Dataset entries
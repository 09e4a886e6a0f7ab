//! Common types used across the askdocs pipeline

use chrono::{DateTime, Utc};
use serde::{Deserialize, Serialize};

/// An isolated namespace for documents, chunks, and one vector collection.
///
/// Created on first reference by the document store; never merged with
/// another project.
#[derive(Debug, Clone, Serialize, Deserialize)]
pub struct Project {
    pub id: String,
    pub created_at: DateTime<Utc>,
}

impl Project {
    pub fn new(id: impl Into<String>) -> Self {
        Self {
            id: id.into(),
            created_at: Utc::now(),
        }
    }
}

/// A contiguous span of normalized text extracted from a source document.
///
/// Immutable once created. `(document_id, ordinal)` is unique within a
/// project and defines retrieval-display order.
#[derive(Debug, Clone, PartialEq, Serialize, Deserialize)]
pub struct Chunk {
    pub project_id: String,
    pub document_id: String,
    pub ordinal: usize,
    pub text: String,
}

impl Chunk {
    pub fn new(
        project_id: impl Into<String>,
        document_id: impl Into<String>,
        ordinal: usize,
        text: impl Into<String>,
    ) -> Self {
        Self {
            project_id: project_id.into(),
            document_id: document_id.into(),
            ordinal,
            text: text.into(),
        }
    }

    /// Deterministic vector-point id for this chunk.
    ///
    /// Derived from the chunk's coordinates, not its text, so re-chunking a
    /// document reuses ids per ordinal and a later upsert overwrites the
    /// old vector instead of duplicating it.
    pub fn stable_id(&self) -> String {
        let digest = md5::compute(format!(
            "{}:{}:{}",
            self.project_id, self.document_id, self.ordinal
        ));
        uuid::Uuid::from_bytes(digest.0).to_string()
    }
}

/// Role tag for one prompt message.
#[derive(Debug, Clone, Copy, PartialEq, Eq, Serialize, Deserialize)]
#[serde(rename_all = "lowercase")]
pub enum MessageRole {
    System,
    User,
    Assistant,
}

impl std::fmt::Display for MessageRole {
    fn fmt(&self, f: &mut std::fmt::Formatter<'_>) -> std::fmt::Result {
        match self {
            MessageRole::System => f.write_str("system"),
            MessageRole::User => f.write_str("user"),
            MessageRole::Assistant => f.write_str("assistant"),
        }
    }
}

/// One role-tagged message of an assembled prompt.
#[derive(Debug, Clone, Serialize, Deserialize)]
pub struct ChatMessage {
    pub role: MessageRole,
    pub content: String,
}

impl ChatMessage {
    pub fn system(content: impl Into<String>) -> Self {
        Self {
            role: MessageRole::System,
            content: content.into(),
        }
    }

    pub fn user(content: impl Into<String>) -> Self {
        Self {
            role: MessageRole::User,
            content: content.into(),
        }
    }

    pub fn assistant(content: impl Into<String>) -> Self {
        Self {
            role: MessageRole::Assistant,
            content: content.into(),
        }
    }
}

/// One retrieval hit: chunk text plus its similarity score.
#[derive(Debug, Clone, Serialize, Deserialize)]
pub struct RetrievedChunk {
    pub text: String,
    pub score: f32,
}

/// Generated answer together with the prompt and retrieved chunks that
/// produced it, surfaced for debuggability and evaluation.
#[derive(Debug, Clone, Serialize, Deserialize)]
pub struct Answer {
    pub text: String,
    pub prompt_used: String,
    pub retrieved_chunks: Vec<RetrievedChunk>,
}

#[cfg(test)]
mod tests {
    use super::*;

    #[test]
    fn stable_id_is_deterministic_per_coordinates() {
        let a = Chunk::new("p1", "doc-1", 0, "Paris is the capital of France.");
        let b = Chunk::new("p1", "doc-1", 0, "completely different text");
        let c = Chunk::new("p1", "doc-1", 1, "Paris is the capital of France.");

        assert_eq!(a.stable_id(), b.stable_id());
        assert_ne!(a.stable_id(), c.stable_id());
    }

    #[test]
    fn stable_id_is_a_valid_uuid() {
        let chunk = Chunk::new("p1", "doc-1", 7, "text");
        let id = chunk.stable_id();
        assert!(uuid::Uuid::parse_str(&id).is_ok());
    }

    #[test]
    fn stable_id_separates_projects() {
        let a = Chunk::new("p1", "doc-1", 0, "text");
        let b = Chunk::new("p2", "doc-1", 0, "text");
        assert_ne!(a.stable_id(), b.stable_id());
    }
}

* * *

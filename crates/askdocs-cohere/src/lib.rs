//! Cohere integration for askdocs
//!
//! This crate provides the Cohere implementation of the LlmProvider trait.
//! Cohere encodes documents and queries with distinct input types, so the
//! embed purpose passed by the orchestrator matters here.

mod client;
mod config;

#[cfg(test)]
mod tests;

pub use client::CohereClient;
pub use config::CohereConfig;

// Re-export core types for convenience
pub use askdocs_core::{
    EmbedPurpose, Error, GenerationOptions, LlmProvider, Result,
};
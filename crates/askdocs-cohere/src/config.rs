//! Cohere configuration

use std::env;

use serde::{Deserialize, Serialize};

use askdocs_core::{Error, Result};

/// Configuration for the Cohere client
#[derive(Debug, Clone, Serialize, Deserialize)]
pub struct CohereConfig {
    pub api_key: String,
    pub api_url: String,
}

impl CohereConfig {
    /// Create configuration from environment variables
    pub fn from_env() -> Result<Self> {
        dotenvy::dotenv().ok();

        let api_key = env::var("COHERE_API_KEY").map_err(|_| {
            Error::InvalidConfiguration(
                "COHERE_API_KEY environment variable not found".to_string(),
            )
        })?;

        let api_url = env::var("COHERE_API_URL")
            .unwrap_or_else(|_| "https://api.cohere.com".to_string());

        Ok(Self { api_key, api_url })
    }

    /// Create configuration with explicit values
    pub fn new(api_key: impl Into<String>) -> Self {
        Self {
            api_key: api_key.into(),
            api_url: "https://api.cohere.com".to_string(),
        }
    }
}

- Directions for this task
Look through the records above for the string "Result", then copy every line that has it.

- Written solution
    fn fmt(&self, f: &mut std::fmt::Formatter<'_>) -> std::fmt::Result {
    EmbedPurpose, Error, GenerationOptions, LlmProvider, Result,
use askdocs_core::{Error, Result};
    pub fn from_env() -> Result<Self> {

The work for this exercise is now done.